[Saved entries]
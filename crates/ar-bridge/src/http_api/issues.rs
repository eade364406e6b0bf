use std::sync::Arc;

use axum::{
    extract::{Path, Query, State},
    Json,
};
use serde_json::json;
use tracing::{debug, warn};
use uuid::Uuid;

use ar_core::store::IssueFilter;
use ar_core::types::{ActivityKind, Issue, IssueState};
use ar_engine::manual::{
    apply_field_resets, reachable_targets, resettable_nonzero, validate_manual,
};

use super::state::ApiState;
use super::types::{
    IssueDetailQuery, IssueDetailResponse, IssueListQuery, ResetRequest, TransitionRequest,
    TransitionsResponse,
};
use crate::api_error::ApiError;
use crate::protocol::HubFrame;

const TIMELINE_LIMIT_DEFAULT: u32 = 50;
const BUILD_LIMIT_DEFAULT: u32 = 200;

/// States an operator may pause from.
const PAUSABLE: [IssueState; 6] = [
    IssueState::Queued,
    IssueState::Refining,
    IssueState::Approved,
    IssueState::Building,
    IssueState::InReview,
    IssueState::AddressingFeedback,
];

// ---------------------------------------------------------------------------
// Helpers
// ---------------------------------------------------------------------------

fn parse_state(raw: &str) -> Result<IssueState, ApiError> {
    IssueState::parse(raw).ok_or_else(|| ApiError::BadRequest(format!("unknown state: {raw}")))
}

/// Persist a prepared issue, log the state change, broadcast, and wake the
/// loop — the side effects every mutating endpoint shares.
async fn commit_state_change(
    state: &ApiState,
    from: IssueState,
    updated: &Issue,
    detail: impl Into<String>,
) -> Result<Issue, ApiError> {
    let stored = state.store.update_issue(updated).await?;
    if let Err(e) = state
        .store
        .log_activity(
            stored.id,
            ActivityKind::StateChange,
            Some(from),
            Some(stored.state),
            detail.into(),
        )
        .await
    {
        warn!(issue_id = %stored.id, error = %e, "failed to log state change");
    }
    state
        .hub
        .broadcast(&HubFrame::issue_state_changed(&stored, from, stored.state));
    state.wake.notify();
    Ok(stored)
}

/// The state an issue held before it entered `via` (pause/failure),
/// according to the activity log. Falls back to `queued`.
async fn restored_state(state: &ApiState, issue: &Issue, via: IssueState) -> IssueState {
    match state.store.last_transition_into(issue.id, via).await {
        Ok(Some(entry)) => entry.from_state.unwrap_or(IssueState::Queued),
        Ok(None) => IssueState::Queued,
        Err(e) => {
            warn!(issue_id = %issue.id, error = %e, "restore lookup failed, using queued");
            IssueState::Queued
        }
    }
}

// ---------------------------------------------------------------------------
// Read endpoints
// ---------------------------------------------------------------------------

/// GET /api/issues?project_id=&state= — filtered issue list.
pub(crate) async fn list_issues(
    State(state): State<Arc<ApiState>>,
    Query(query): Query<IssueListQuery>,
) -> Result<Json<Vec<Issue>>, ApiError> {
    let state_filter = query.state.as_deref().map(parse_state).transpose()?;
    let issues = state
        .store
        .list_issues(IssueFilter {
            project_id: query.project_id,
            state: state_filter,
        })
        .await?;
    Ok(Json(issues))
}

/// GET /api/issues/{id} — detail plus the two activity pages.
pub(crate) async fn get_issue_detail(
    State(state): State<Arc<ApiState>>,
    Path(id): Path<Uuid>,
    Query(query): Query<IssueDetailQuery>,
) -> Result<Json<IssueDetailResponse>, ApiError> {
    let issue = state.store.get_issue(id).await?;
    let timeline_activity = state
        .store
        .list_timeline_activity(
            id,
            query.timeline_limit.unwrap_or(TIMELINE_LIMIT_DEFAULT),
            query.timeline_offset.unwrap_or(0),
        )
        .await?;
    let build_activity = state
        .store
        .list_build_activity(
            id,
            query.build_limit.unwrap_or(BUILD_LIMIT_DEFAULT),
            query.offset.unwrap_or(0),
        )
        .await?;

    Ok(Json(IssueDetailResponse {
        issue,
        timeline_activity,
        build_activity,
    }))
}

/// GET /api/issues/{id}/transitions — manual targets currently reachable
/// plus the resettable fields holding non-zero values.
pub(crate) async fn list_transitions(
    State(state): State<Arc<ApiState>>,
    Path(id): Path<Uuid>,
) -> Result<Json<TransitionsResponse>, ApiError> {
    let issue = state.store.get_issue(id).await?;
    Ok(Json(TransitionsResponse {
        targets: reachable_targets(&issue)
            .into_iter()
            .map(|s| s.as_str().to_string())
            .collect(),
        resettable_fields: resettable_nonzero(&issue),
    }))
}

// ---------------------------------------------------------------------------
// Mutations
// ---------------------------------------------------------------------------

/// DELETE /api/issues/{id} — remove the issue; workspace cleanup is
/// best-effort.
pub(crate) async fn delete_issue(
    State(state): State<Arc<ApiState>>,
    Path(id): Path<Uuid>,
) -> Result<Json<serde_json::Value>, ApiError> {
    let issue = state.store.get_issue(id).await?;

    if state.cancel_worker(id) {
        debug!(issue_id = %id, "cancelled running worker before deletion");
    }
    if issue.has_workspace() {
        match state.store.get_project(issue.project_id).await {
            Ok(project) => {
                state
                    .remove_workspace_best_effort(&project, &issue.workspace_name)
                    .await
            }
            Err(e) => warn!(issue_id = %id, error = %e, "project lookup failed during deletion"),
        }
    }

    state.store.delete_issue(id).await?;
    Ok(Json(json!({ "deleted": true })))
}

/// POST /api/issues/{id}/pause
pub(crate) async fn pause_issue(
    State(state): State<Arc<ApiState>>,
    Path(id): Path<Uuid>,
) -> Result<Json<Issue>, ApiError> {
    let issue = state.store.get_issue(id).await?;
    if !PAUSABLE.contains(&issue.state) {
        return Err(ApiError::Conflict(format!(
            "cannot pause an issue in state {}",
            issue.state
        )));
    }

    let mut updated = issue.clone();
    updated.state = IssueState::Paused;
    let stored = commit_state_change(&state, issue.state, &updated, "paused by operator").await?;

    if state.cancel_worker(id) {
        debug!(issue_id = %id, "cancelled running worker on pause");
    }
    Ok(Json(stored))
}

/// POST /api/issues/{id}/resume — restore the pre-pause state.
pub(crate) async fn resume_issue(
    State(state): State<Arc<ApiState>>,
    Path(id): Path<Uuid>,
) -> Result<Json<Issue>, ApiError> {
    let issue = state.store.get_issue(id).await?;
    if issue.state != IssueState::Paused {
        return Err(ApiError::Conflict(format!(
            "cannot resume an issue in state {}",
            issue.state
        )));
    }

    let target = restored_state(&state, &issue, IssueState::Paused).await;
    let mut updated = issue.clone();
    updated.state = target;
    let stored = commit_state_change(&state, issue.state, &updated, "resumed by operator").await?;
    Ok(Json(stored))
}

/// POST /api/issues/{id}/retry — clear the failure and restore the
/// pre-failure state.
pub(crate) async fn retry_issue(
    State(state): State<Arc<ApiState>>,
    Path(id): Path<Uuid>,
) -> Result<Json<Issue>, ApiError> {
    let issue = state.store.get_issue(id).await?;
    if issue.state != IssueState::Failed {
        return Err(ApiError::Conflict(format!(
            "cannot retry an issue in state {}",
            issue.state
        )));
    }

    let target = restored_state(&state, &issue, IssueState::Failed).await;
    let mut updated = issue.clone();
    updated.error_message = None;
    updated.state = target;
    let stored = commit_state_change(&state, issue.state, &updated, "retried by operator").await?;
    Ok(Json(stored))
}

/// POST /api/issues/{id}/transition — validated manual transition with
/// optional atomic field resets.
pub(crate) async fn transition_issue(
    State(state): State<Arc<ApiState>>,
    Path(id): Path<Uuid>,
    Json(request): Json<TransitionRequest>,
) -> Result<Json<Issue>, ApiError> {
    let issue = state.store.get_issue(id).await?;
    let target = parse_state(&request.target_state)?;
    validate_manual(&issue, target)?;

    let mut updated = issue.clone();
    let applied = apply_field_resets(&mut updated, &request.reset_fields);
    updated.state = target;

    let stored = commit_state_change(&state, issue.state, &updated, "manual transition").await?;
    if !applied.is_empty() {
        let entry = state
            .store
            .log_activity(
                id,
                ActivityKind::FieldReset,
                None,
                None,
                format!("reset {}", applied.join(", ")),
            )
            .await?;
        state.hub.broadcast(&HubFrame::activity(&entry));
    }
    Ok(Json(stored))
}

/// POST /api/issues/{id}/reset — clear fields without changing state.
pub(crate) async fn reset_issue_fields(
    State(state): State<Arc<ApiState>>,
    Path(id): Path<Uuid>,
    Json(request): Json<ResetRequest>,
) -> Result<Json<Issue>, ApiError> {
    let issue = state.store.get_issue(id).await?;

    let mut updated = issue.clone();
    let applied = apply_field_resets(&mut updated, &request.fields);
    if applied.is_empty() {
        return Err(ApiError::BadRequest(
            "no known resettable fields in request".into(),
        ));
    }

    let stored = state.store.update_issue(&updated).await?;
    let entry = state
        .store
        .log_activity(
            id,
            ActivityKind::FieldReset,
            None,
            None,
            format!("reset {}", applied.join(", ")),
        )
        .await?;
    state.hub.broadcast(&HubFrame::activity(&entry));
    state.wake.notify();
    Ok(Json(stored))
}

REQUIREMENT:
Please tally the lines of the entries that hold "clear" and give only the resulting number.

RESULT OF THE TASK:
2